Distinct mechanisms underlying alpha1-adrenoceptor and P2x purinoceptor operated ATP release and contraction in the guinea-pig vas deferens.

The temperature-dependence of ATP release and contraction response evoked by different agonists were investigated in superfused guinea-pig vas deferens. Alpha-adrenoceptor agonists, i.e. noradrenaline (300 microM), and alpha-methyl-noradrenaline (300 microM), increased the basal ATP outflow, measured by the luciferin-luciferase assay, and induced biphasic contractile response. Cooling the bath temperature to 12 degrees C almost completely inhibited ATP release and twitch contraction evoked by alpha-adrenoceptor agonists, whereas the phasic contraction remained unaffected. In contrast, twitch contraction and subsequent ATP release induced by beta,gamma-methylene-ATP, a selective P2 receptor agonist (100 microM), was not reduced by low temperature. The ectoATPase activity, measured by HPLC technique was not significantly different at 37 degrees C and 12 degrees C. Nifedipine (1 microM), the voltage sensitive Ca2+ channel blocker eliminated beta,gamma-methylene-ATP evoked twitch contraction but not ATP release.
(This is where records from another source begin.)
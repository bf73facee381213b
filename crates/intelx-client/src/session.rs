//! Local model of one remote search.
//!
//! A [`SearchSession`] is created by a successful initiation call, mutated
//! only by the orchestrator's poll step, and consumed into a
//! [`SearchOutcome`] once it reaches a terminal [`SearchState`].

use crate::error::Result;
use crate::transport::ApiRequest;
use crate::types::{Record, SearchRequest};
use intelx_core::SearchStatus;
use serde::de::DeserializeOwned;
use serde::Serialize;
use std::collections::HashSet;
use std::hash::Hash;
use std::time::Duration;
use tokio::time::Instant;
use tokio_util::sync::CancellationToken;

/// A remote search flavour: which endpoints to use, what comes back, and how
/// hits are deduplicated.
pub trait SearchKind: Send + Sync + 'static {
    /// Body of the initiation call
    type Request: Serialize + Send + Sync;
    /// One result entry
    type Item: DeserializeOwned + Clone + Send + Sync;
    /// Natural key of an entry
    type Key: Eq + Hash + Send + Sync;

    /// Name used in log lines
    const LABEL: &'static str;
    /// Initiation endpoint
    const SEARCH_PATH: &'static str;
    /// Result endpoint
    const RESULT_PATH: &'static str;

    /// Reject malformed requests before any call is made.
    fn validate(request: &Self::Request) -> Result<()>;

    /// Result cap and polling deadline of a request.
    fn limits(request: &Self::Request) -> SearchLimits;

    /// Natural key of an entry.
    fn key(item: &Self::Item) -> Self::Key;

    /// Initiation call for a request: a JSON POST to [`Self::SEARCH_PATH`].
    fn init_call(request: &Self::Request) -> Result<ApiRequest> {
        ApiRequest::post(Self::SEARCH_PATH, request)
    }

    /// Poll call asking for up to `limit` entries beyond the `offset` held.
    fn result_call(search_id: &str, offset: usize, limit: usize) -> ApiRequest {
        ApiRequest::get(Self::RESULT_PATH)
            .param("id", search_id)
            .param("offset", offset)
            .param("limit", limit)
    }
}

/// Content search over buckets.
#[derive(Debug, Clone, Copy)]
pub struct IntelligentSearch;

impl SearchKind for IntelligentSearch {
    type Request = SearchRequest;
    type Item = Record;
    type Key = (String, String);

    const LABEL: &'static str = "intelligent";
    const SEARCH_PATH: &'static str = "/intelligent/search";
    const RESULT_PATH: &'static str = "/intelligent/search/result";

    fn validate(request: &SearchRequest) -> Result<()> {
        request.validate()
    }

    fn limits(request: &SearchRequest) -> SearchLimits {
        SearchLimits {
            max_results: request.max_results,
            timeout: request.timeout(),
        }
    }

    fn key(item: &Record) -> (String, String) {
        item.key()
    }
}

/// Result cap and polling deadline of a session.
#[derive(Debug, Clone, Copy, PartialEq, Eq)]
pub struct SearchLimits {
    /// Upper bound on accumulated entries
    pub max_results: u32,
    /// Wall-clock deadline measured from initiation
    pub timeout: Duration,
}

/// Position of a session in the polling state machine.
#[derive(Debug, Clone, Copy, PartialEq, Eq, Hash)]
pub enum SearchState {
    /// Initiated, not yet polled
    Init,
    /// Polling in progress
    Polling,
    /// Finished: exhausted or result cap reached
    Done,
    /// Finished: nothing matched
    NotFound,
    /// Deadline passed, partial results kept
    TimedOut,
    /// Cancelled locally, partial results kept
    Terminated,
}

impl SearchState {
    /// Whether no further polls will be made.
    #[must_use]
    pub const fn is_terminal(self) -> bool {
        !matches!(self, Self::Init | Self::Polling)
    }
}

/// Accumulated state of one remote search.
pub struct SearchSession<K: SearchKind> {
    id: String,
    state: SearchState,
    status: Option<SearchStatus>,
    records: Vec<K::Item>,
    seen: HashSet<K::Key>,
    limits: SearchLimits,
    started_at: Instant,
    polls: u32,
    cancel: CancellationToken,
}

impl<K: SearchKind> SearchSession<K> {
    /// Start tracking a session the service has just issued.
    #[must_use]
    pub fn new(id: impl Into<String>, limits: SearchLimits) -> Self {
        Self {
            id: id.into(),
            state: SearchState::Init,
            status: None,
            records: Vec::new(),
            seen: HashSet::new(),
            limits,
            started_at: Instant::now(),
            polls: 0,
            cancel: CancellationToken::new(),
        }
    }

    /// Opaque id issued by the service.
    #[must_use]
    pub fn id(&self) -> &str {
        &self.id
    }

    /// Current state.
    #[must_use]
    pub fn state(&self) -> SearchState {
        self.state
    }

    /// Status code of the most recent poll.
    #[must_use]
    pub fn status(&self) -> Option<SearchStatus> {
        self.status
    }

    /// Entries accumulated so far, in arrival order.
    #[must_use]
    pub fn records(&self) -> &[K::Item] {
        &self.records
    }

    /// Limits the session runs under.
    #[must_use]
    pub fn limits(&self) -> SearchLimits {
        self.limits
    }

    /// Number of polls issued.
    #[must_use]
    pub fn polls(&self) -> u32 {
        self.polls
    }

    /// Time since initiation.
    #[must_use]
    pub fn elapsed(&self) -> Duration {
        self.started_at.elapsed()
    }

    /// Whether the polling deadline has passed.
    #[must_use]
    pub fn is_expired(&self) -> bool {
        self.elapsed() >= self.limits.timeout
    }

    /// Whether the result cap has been reached.
    #[must_use]
    pub fn is_full(&self) -> bool {
        self.records.len() >= self.limits.max_results as usize
    }

    /// Offset for the next poll: entries already held.
    #[must_use]
    pub fn offset(&self) -> usize {
        self.records.len()
    }

    /// Entries still wanted before the cap is reached.
    #[must_use]
    pub fn remaining(&self) -> usize {
        (self.limits.max_results as usize).saturating_sub(self.records.len())
    }

    /// Token that stops the poll loop before its next iteration.
    #[must_use]
    pub fn cancellation_token(&self) -> CancellationToken {
        self.cancel.clone()
    }

    /// Whether local cancellation was requested.
    #[must_use]
    pub fn is_cancelled(&self) -> bool {
        self.cancel.is_cancelled()
    }

    /// Append a batch in order, dropping duplicates and truncating at the
    /// cap. Returns the number of entries kept.
    pub(crate) fn append(&mut self, batch: Vec<K::Item>) -> usize {
        let before = self.records.len();
        for item in batch {
            if self.is_full() {
                break;
            }
            if self.seen.insert(K::key(&item)) {
                self.records.push(item);
            }
        }
        self.records.len() - before
    }

    pub(crate) fn record_poll(&mut self, status: SearchStatus) {
        self.polls += 1;
        self.status = Some(status);
    }

    pub(crate) fn clear(&mut self) {
        self.records.clear();
        self.seen.clear();
    }

    pub(crate) fn set_state(&mut self, state: SearchState) {
        self.state = state;
    }

    /// Consume the session into what the caller receives.
    #[must_use]
    pub fn into_outcome(self) -> SearchOutcome<K::Item> {
        SearchOutcome {
            elapsed: self.elapsed(),
            id: self.id,
            state: self.state,
            status: self.status,
            records: self.records,
            polls: self.polls,
        }
    }
}

/// Final result of a search run.
#[derive(Debug, Clone)]
pub struct SearchOutcome<T> {
    /// Remote session id
    pub id: String,
    /// Terminal state reached
    pub state: SearchState,
    /// Status code of the last poll, if any poll was made
    pub status: Option<SearchStatus>,
    /// Accumulated entries
    pub records: Vec<T>,
    /// Time from initiation to completion
    pub elapsed: Duration,
    /// Number of polls issued
    pub polls: u32,
}

impl<T> SearchOutcome<T> {
    /// Whether the search ran to completion rather than being cut short.
    #[must_use]
    pub fn is_complete(&self) -> bool {
        matches!(self.state, SearchState::Done | SearchState::NotFound)
    }
}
In conclusion, alpha-adrenoceptor and P2 receptor agonists utilize distinct mechanisms to elicit ATP release and contraction: alpha-adrenoceptor-mediated ATP release and contraction is temperature-dependent, indicating the involvement of a carrier-mediated process in it, whereas P2x purinoceptor evoked ATP release and twitch is mediated by a different mechanism.